Cette vie sans quotas ne ressemblera pas à celle qu'ont connue les éleveurs avant 1983. À l'époque, l'intervention fonctionnait à guichet ouvert. Les excédents n'existaient pas puisque Bruxelles achetait tout. Ce système ne reviendra pas. Il restera un filet de sécurité qui sera activé en cas de crise grave, une intervention d'urgence qui valorisera le lait autour de 210 €/1 000 l. Il n'est pas question à Bruxelles d'accepter que les achats publics apparaissent comme un marché régulier. Sur ce sujet, le groupe d'experts européens de haut niveau(GHN) se borne à préconiser l'étude d'instruments visant à faciliter l'utilisation des marchés à terme.

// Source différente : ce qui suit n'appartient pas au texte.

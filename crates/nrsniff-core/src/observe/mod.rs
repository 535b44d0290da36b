//! Observability for the acquisition frontend.
//!
//! Two pillars, both borrowed from the wider SDR tooling this frontend
//! sits in:
//!
//! - **Logging**: structured events via `tracing`, configured by a
//!   serde-able [`LogConfig`]
//! - **Metrics**: per-controller atomic counters and a pull-latency
//!   histogram ([`SnifferMetrics`]), so concurrent controller instances
//!   never share state
//!
//! ```rust,ignore
//! use nrsniff_core::observe::{init_logging, LogConfig, SnifferMetrics};
//!
//! init_logging(&LogConfig::default());
//! let metrics = SnifferMetrics::new();
//! metrics.chunks_pulled.inc();
//! tracing::info!(chunks = metrics.chunks_pulled.get(), "progress");
//! ```

pub mod logging;
pub mod metrics;

pub use logging::{init_logging, LogConfig, LogFormat, LogLevel};
pub use metrics::{Counter, Histogram, MetricsSnapshot, SnifferMetrics};
//! Recorded-capture playback source.
//!
//! Replays a raw IQ capture as if it were a live stream. The file length
//! is read once at open, so the source knows exactly when the stream is
//! drained and can signal end-of-stream on the pull that consumes the
//! last sample rather than one pull later.

use std::path::{Path, PathBuf};

use tracing::{debug, info};

use nrsniff_core::iqfile::{total_samples, IqFormat, IqReader};
use nrsniff_core::sink::SampleSink;

use crate::source::{EndCallback, SampleSource, SourceError, SourceResult};

/// Pull-driven reader over a raw IQ capture file.
pub struct FileSource {
    sample_rate: u64,
    path: PathBuf,
    reader: IqReader,
    /// Samples left in the file.
    remaining: u64,
    sink: Option<Box<dyn SampleSink>>,
    on_end: Option<EndCallback>,
}

impl FileSource {
    /// Open a capture, guessing the format from the extension and falling
    /// back to cf32 (the native capture format).
    pub fn new(sample_rate: u64, path: impl AsRef<Path>) -> SourceResult<Self> {
        let format = IqFormat::from_extension(path.as_ref()).unwrap_or_default();
        Self::with_format(sample_rate, path, format)
    }

    /// Open a capture with an explicit sample format.
    pub fn with_format(
        sample_rate: u64,
        path: impl AsRef<Path>,
        format: IqFormat,
    ) -> SourceResult<Self> {
        if sample_rate == 0 {
            return Err(SourceError::Config("sample rate must be positive".into()));
        }
        let path = path.as_ref().to_path_buf();
        let remaining = total_samples(&path, format)?;
        let reader = IqReader::open(&path, format)?;

        info!(
            path = %path.display(),
            format = format.name(),
            sample_rate,
            samples = remaining,
            "capture opened"
        );

        Ok(Self {
            sample_rate,
            path,
            reader,
            remaining,
            sink: None,
            on_end: None,
        })
    }

    /// Samples left before end of stream.
    pub fn remaining(&self) -> u64 {
        self.remaining
    }

    /// Path of the capture being replayed.
    pub fn path(&self) -> &Path {
        &self.path
    }
}

impl SampleSource for FileSource {
    fn connect(&mut self, sink: Box<dyn SampleSink>) {
        self.sink = Some(sink);
    }

    fn set_on_end(&mut self, callback: EndCallback) {
        self.on_end = Some(callback);
    }

    fn work(&mut self, num_samples: usize) -> SourceResult<()> {
        let sink = self.sink.as_mut().ok_or(SourceError::NotConnected)?;

        let want = (num_samples as u64).min(self.remaining) as usize;
        if want > 0 {
            let samples = self.reader.read(want)?;
            // A truncated file delivers short; treat whatever is missing
            // as already past the end.
            self.remaining = if samples.len() < want {
                0
            } else {
                self.remaining - samples.len() as u64
            };
            sink.process(&samples);
        }

        if self.remaining == 0 {
            debug!(path = %self.path.display(), "capture exhausted");
            if let Some(on_end) = self.on_end.as_mut() {
                on_end();
            }
        }
        Ok(())
    }

    fn sample_rate(&self) -> u64 {
        self.sample_rate
    }
}

#[cfg(test)]
mod tests {
    use super::*;
    use nrsniff_core::iqfile::IqWriter;
    use nrsniff_core::sink::NullSink;
    use num_complex::Complex64;
    use std::env;
    use std::path::PathBuf;
    use std::sync::atomic::{AtomicU64, Ordering};
    use std::sync::Arc;

    fn write_capture(name: &str, num_samples: usize) -> PathBuf {
        let path = env::temp_dir().join(format!("nrsniff_file_source_{}", name));
        let mut writer = IqWriter::create(&path, IqFormat::Cf32).unwrap();
        let samples: Vec<Complex64> = (0..num_samples)
            .map(|i| Complex64::new((i as f64 * 0.01).sin(), (i as f64 * 0.01).cos()))
            .collect();
        writer.write(&samples).unwrap();
        writer.flush().unwrap();
        path
    }

    /// Sink that records delivery sizes.
    #[derive(Default)]
    struct RecordingSink {
        chunks: Arc<AtomicU64>,
        samples: Arc<AtomicU64>,
    }

    impl SampleSink for RecordingSink {
        fn process(&mut self, samples: &[Complex64]) {
            self.chunks.fetch_add(1, Ordering::SeqCst);
            self.samples.fetch_add(samples.len() as u64, Ordering::SeqCst);
        }
    }

    #[test]
    fn test_missing_file_fails_at_open() {
        let result = FileSource::new(3_840_000, "/nonexistent/capture.cf32");
        assert!(matches!(result, Err(SourceError::Io(_))));
    }

    #[test]
    fn test_zero_sample_rate_rejected() {
        let path = write_capture("zero_rate.cf32", 8);
        let result = FileSource::new(0, &path);
        assert!(matches!(result, Err(SourceError::Config(_))));
        std::fs::remove_file(&path).ok();
    }

    #[test]
    fn test_work_without_sink_fails() {
        let path = write_capture("no_sink.cf32", 8);
        let mut source = FileSource::new(3_840_000, &path).unwrap();
        assert!(matches!(source.work(4), Err(SourceError::NotConnected)));
        std::fs::remove_file(&path).ok();
    }

    #[test]
    fn test_delivers_requested_chunks() {
        let path = write_capture("chunks.cf32", 100);
        let mut source = FileSource::new(3_840_000, &path).unwrap();

        let chunks = Arc::new(AtomicU64::new(0));
        let samples = Arc::new(AtomicU64::new(0));
        source.connect(Box::new(RecordingSink {
            chunks: chunks.clone(),
            samples: samples.clone(),
        }));

        source.work(40).unwrap();
        assert_eq!(samples.load(Ordering::SeqCst), 40);
        assert_eq!(source.remaining(), 60);

        source.work(40).unwrap();
        assert_eq!(samples.load(Ordering::SeqCst), 80);
        assert_eq!(chunks.load(Ordering::SeqCst), 2);
        std::fs::remove_file(&path).ok();
    }

    #[test]
    fn test_end_signalled_on_draining_pull() {
        // Exactly two chunks: the second pull consumes the last sample
        // and must fire the callback on the same call.
        let path = write_capture("two_chunks.cf32", 64);
        let mut source = FileSource::new(3_840_000, &path).unwrap();
        source.connect(Box::new(NullSink::new()));

        let ended = Arc::new(AtomicU64::new(0));
        let flag = ended.clone();
        source.set_on_end(Box::new(move || {
            flag.fetch_add(1, Ordering::SeqCst);
        }));

        source.work(32).unwrap();
        assert_eq!(ended.load(Ordering::SeqCst), 0);
        source.work(32).unwrap();
        assert_eq!(ended.load(Ordering::SeqCst), 1);
        assert_eq!(source.remaining(), 0);
        std::fs::remove_file(&path).ok();
    }

    #[test]
    fn test_short_tail_delivered_then_end() {
        let path = write_capture("short_tail.cf32", 50);
        let mut source = FileSource::new(3_840_000, &path).unwrap();

        let chunks = Arc::new(AtomicU64::new(0));
        let samples = Arc::new(AtomicU64::new(0));
        source.connect(Box::new(RecordingSink {
            chunks: chunks.clone(),
            samples: samples.clone(),
        }));

        let ended = Arc::new(AtomicU64::new(0));
        let flag = ended.clone();
        source.set_on_end(Box::new(move || {
            flag.fetch_add(1, Ordering::SeqCst);
        }));

        source.work(32).unwrap();
        source.work(32).unwrap();
        assert_eq!(samples.load(Ordering::SeqCst), 50, "tail is 18 samples");
        assert_eq!(ended.load(Ordering::SeqCst), 1);
        std::fs::remove_file(&path).ok();
    }
}
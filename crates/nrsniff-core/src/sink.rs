//! Downstream sample consumers.
//!
//! A source delivers each pulled chunk into exactly one [`SampleSink`].
//! The synchronizer is the production sink; `NullSink` swallows samples
//! while counting them, and `FileSink` records the stream to a raw IQ
//! capture for offline analysis.

use std::path::Path;

use tracing::warn;

use crate::iqfile::{IqFormat, IqWriter};
use crate::types::IQSample;

/// A consumer of contiguous sample runs.
pub trait SampleSink: Send {
    /// Consume one contiguous run of samples.
    fn process(&mut self, samples: &[IQSample]);
}

/// Counts and discards everything it receives.
#[derive(Debug, Default)]
pub struct NullSink {
    samples: u64,
    calls: u64,
}

impl NullSink {
    pub fn new() -> Self {
        Self::default()
    }

    /// Total samples consumed.
    pub fn samples(&self) -> u64 {
        self.samples
    }

    /// Total `process` calls.
    pub fn calls(&self) -> u64 {
        self.calls
    }
}

impl SampleSink for NullSink {
    fn process(&mut self, samples: &[IQSample]) {
        self.samples += samples.len() as u64;
        self.calls += 1;
    }
}

/// Records the stream to a raw IQ file.
///
/// Write failures do not abort acquisition; they are logged and counted,
/// and the affected chunk is dropped.
pub struct FileSink {
    writer: IqWriter,
    write_errors: u64,
}

impl FileSink {
    /// Create a sink writing `format` samples to `path`.
    pub fn create(path: &Path, format: IqFormat) -> std::io::Result<Self> {
        Ok(Self {
            writer: IqWriter::create(path, format)?,
            write_errors: 0,
        })
    }

    /// Samples successfully written so far.
    pub fn samples_written(&self) -> u64 {
        self.writer.samples_written()
    }

    /// Chunks dropped due to write failures.
    pub fn write_errors(&self) -> u64 {
        self.write_errors
    }

    /// Flush buffered samples to disk.
    pub fn flush(&mut self) -> std::io::Result<()> {
        self.writer.flush()
    }
}

impl SampleSink for FileSink {
    fn process(&mut self, samples: &[IQSample]) {
        if let Err(e) = self.writer.write(samples) {
            self.write_errors += 1;
            warn!(error = %e, dropped = samples.len(), "capture write failed");
        }
    }
}

#[cfg(test)]
mod tests {
    use super::*;
    use crate::iqfile::IqReader;
    use num_complex::Complex64;
    use std::env;

    #[test]
    fn test_null_sink_counts() {
        let mut sink = NullSink::new();
        sink.process(&[Complex64::new(1.0, 0.0); 8]);
        sink.process(&[Complex64::new(0.0, 1.0); 4]);
        assert_eq!(sink.samples(), 12);
        assert_eq!(sink.calls(), 2);
    }

    #[test]
    fn test_file_sink_records_stream() {
        let path = env::temp_dir().join("nrsniff_test_file_sink.cf32");
        let samples: Vec<Complex64> = (0..16)
            .map(|i| Complex64::new(i as f64 / 16.0, -(i as f64) / 16.0))
            .collect();

        {
            let mut sink = FileSink::create(&path, IqFormat::Cf32).unwrap();
            sink.process(&samples[..10]);
            sink.process(&samples[10..]);
            sink.flush().unwrap();
            assert_eq!(sink.samples_written(), 16);
            assert_eq!(sink.write_errors(), 0);
        }

        let mut reader = IqReader::open(&path, IqFormat::Cf32).unwrap();
        let back = reader.read(32).unwrap();
        assert_eq!(back.len(), 16);
        std::fs::remove_file(&path).ok();
    }
}
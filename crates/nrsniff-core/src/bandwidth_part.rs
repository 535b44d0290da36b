//! Bandwidth part descriptor.
//!
//! A bandwidth part is the subcarrier grid the synchronizer works on: a
//! contiguous frequency region sized for one numerology. The constructor
//! picks the narrowest power-of-two grid that covers both the requested
//! minimum sample rate and the minimum subcarrier count, so the receive
//! chain can reach the grid rate with halfband decimation stages.
//!
//! ## Example
//!
//! ```rust
//! use nrsniff_core::bandwidth_part::BandwidthPart;
//!
//! // 240 SSB subcarriers at 30 kHz spacing (numerology 1)
//! let bwp = BandwidthPart::new(7_680_000, 1, 240).unwrap();
//! assert_eq!(bwp.fft_size(), 256);
//! assert_eq!(bwp.scs_hz(), 30_000);
//! assert_eq!(bwp.sample_rate(), 7_680_000);
//! ```

use crate::params::{scs_hz, MAX_NUMEROLOGY};
use crate::types::{PhyError, PhyResult};

/// Subcarrier grid for one numerology.
#[derive(Debug, Clone, Copy, PartialEq, Eq)]
pub struct BandwidthPart {
    sample_rate: u64,
    numerology: u8,
    fft_size: usize,
    scs_hz: u64,
}

impl BandwidthPart {
    /// Build a grid covering at least `min_sample_rate` and
    /// `min_subcarriers` at the given numerology.
    ///
    /// The grid width is rounded up to the next power of two; the grid
    /// sample rate is `width × scs`.
    pub fn new(min_sample_rate: u64, numerology: u8, min_subcarriers: usize) -> PhyResult<Self> {
        if numerology > MAX_NUMEROLOGY {
            return Err(PhyError::InvalidNumerology(numerology));
        }
        if min_subcarriers == 0 {
            return Err(PhyError::EmptyGrid);
        }
        if min_sample_rate == 0 {
            return Err(PhyError::InvalidSampleRate(min_sample_rate));
        }

        let scs = scs_hz(numerology);
        // Subcarriers needed to cover the requested rate, rounded up.
        let for_rate = min_sample_rate.div_ceil(scs) as usize;
        let fft_size = for_rate.max(min_subcarriers).next_power_of_two();

        Ok(Self {
            sample_rate: fft_size as u64 * scs,
            numerology,
            fft_size,
            scs_hz: scs,
        })
    }

    /// Grid sample rate in Hz.
    pub fn sample_rate(&self) -> u64 {
        self.sample_rate
    }

    /// Numerology index μ.
    pub fn numerology(&self) -> u8 {
        self.numerology
    }

    /// Grid width in subcarriers (always a power of two).
    pub fn fft_size(&self) -> usize {
        self.fft_size
    }

    /// Grid width in subcarriers.
    pub fn num_subcarriers(&self) -> usize {
        self.fft_size
    }

    /// Subcarrier spacing in Hz.
    pub fn scs_hz(&self) -> u64 {
        self.scs_hz
    }

    /// Occupied bandwidth of the grid in Hz.
    pub fn bandwidth_hz(&self) -> u64 {
        self.fft_size as u64 * self.scs_hz
    }
}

Cependant, le débat politique et budgétaire sur la Pac 2013 sera d'une importance cruciale pour la suite. « La FNCL poussera pour que cette nouvelle Pac inscrive un budget important pour la régulation, l'intervention et aussi un système d'assurance », précise Dominique Chargé, président de la FNCL Mais, dans l'immédiat, le cadre européen reste à définir.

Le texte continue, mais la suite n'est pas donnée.